Records from a data source:

//! Outbound HTTP to upstream registries and token issuers

use crate::cli::config::ProxyConfig;
use crate::error::handlers::UpstreamErrorHandler;
use crate::error::{ProxyError, Result};
use axum::body::{Body, HttpBody};
use axum::http::{HeaderMap, HeaderName};
use axum::response::Response;
use bytes::Bytes;
use futures::{SinkExt, StreamExt};
use reqwest::{Client, RequestBuilder, redirect};
use std::time::Duration;

const MAX_FOLLOWED_REDIRECTS: usize = 10;

/// Pair of pre-built clients sharing one timeout policy.
///
/// Cloning is cheap; both clients share their connection pools.
#[derive(Debug, Clone)]
pub struct UpstreamTransport {
    following: Client,
    manual: Client,
    timeout: Duration,
}

impl UpstreamTransport {
    pub fn new(config: &ProxyConfig) -> Result<Self> {
        let build = |policy: redirect::Policy| {
            Client::builder()
                .connect_timeout(Duration::from_secs(config.connect_timeout_secs))
                .read_timeout(Duration::from_secs(config.upstream_timeout_secs))
                .pool_idle_timeout(Duration::from_secs(90))
                .user_agent(config.user_agent.as_str())
                .redirect(policy)
                .build()
                .map_err(|e| ProxyError::Config(format!("Failed to create HTTP client: {}", e)))
        };

        Ok(Self {
            following: build(redirect::Policy::limited(MAX_FOLLOWED_REDIRECTS))?,
            manual: build(redirect::Policy::none())?,
            timeout: Duration::from_secs(config.upstream_timeout_secs),
        })
    }

    /// Client that follows redirects, or one that hands 3xx responses back
    pub fn client(&self, follow_redirects: bool) -> &Client {
        if follow_redirects {
            &self.following
        } else {
            &self.manual
        }
    }

    /// Send one upstream call, bounded by the timeout on response headers.
    ///
    /// Body reads are bounded per read, so large blobs stream for as long as
    /// data keeps arriving.
    pub async fn send(&self, request: RequestBuilder, context: &str) -> Result<reqwest::Response> {
        match tokio::time::timeout(self.timeout, request.send()).await {
            Ok(Ok(response)) => Ok(response),
            Ok(Err(e)) => Err(UpstreamErrorHandler::from_transport(e, context)),
            Err(_) => Err(UpstreamErrorHandler::elapsed(context, self.timeout)),
        }
    }

    pub fn timeout(&self) -> Duration {
        self.timeout
    }
}

/// Headers that describe one connection, never forwarded in either direction
pub fn is_hop_by_hop(name: &HeaderName) -> bool {
    matches!(
        name.as_str(),
        "connection"
            | "keep-alive"
            | "proxy-authenticate"
            | "proxy-authorization"
            | "proxy-connection"
            | "te"
            | "trailer"
            | "transfer-encoding"
            | "upgrade"
    )
}

pub fn copy_response_headers(source: &HeaderMap) -> HeaderMap {
    let mut headers = HeaderMap::with_capacity(source.len());
    for (name, value) in source.iter() {
        if !is_hop_by_hop(name) {
            headers.append(name.clone(), value.clone());
        }
    }
    headers
}

/// Hand an upstream response to the client unchanged, body streamed
pub fn passthrough(response: reqwest::Response) -> Response {
    let status = response.status();
    let headers = copy_response_headers(response.headers());
    let mut out = Response::new(Body::from_stream(response.bytes_stream()));
    *out.status_mut() = status;
    *out.headers_mut() = headers;
    out
}

/// Whether the inbound request carries a body worth forwarding.
///
/// Judged from the body itself: HTTP/2 and chunked requests often carry no
/// `Content-Length`.
pub fn has_request_body(body: &Body) -> bool {
    !body.is_end_stream()
}

/// Stream an inbound body to the upstream without buffering it.
///
/// A small task pumps chunks through a bounded channel; dropping the upstream
/// request (client went away) closes the channel and ends the task.
pub fn stream_request_body(body: Body) -> reqwest::Body {
    let (mut tx, rx) = futures::channel::mpsc::channel::<std::result::Result<Bytes, std::io::Error>>(8);
    tokio::spawn(async move {
        let mut chunks = body.into_data_stream();
        while let Some(chunk) = chunks.next().await {
            let item = chunk.map_err(std::io::Error::other);
            let failed = item.is_err();
            if tx.send(item).await.is_err() || failed {
                break;
            }
        }
    });
    reqwest::Body::wrap_stream(rx)
}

INSTRUCTIONS TO FOLLOW:
Pull out all lines containing the word "Duration" from the entries above.

FINAL ANSWER:
use std::time::Duration;
    timeout: Duration,
                .connect_timeout(Duration::from_secs(config.connect_timeout_secs))
                .read_timeout(Duration::from_secs(config.upstream_timeout_secs))
                .pool_idle_timeout(Duration::from_secs(90))
            timeout: Duration::from_secs(config.upstream_timeout_secs),
    pub fn timeout(&self) -> Duration {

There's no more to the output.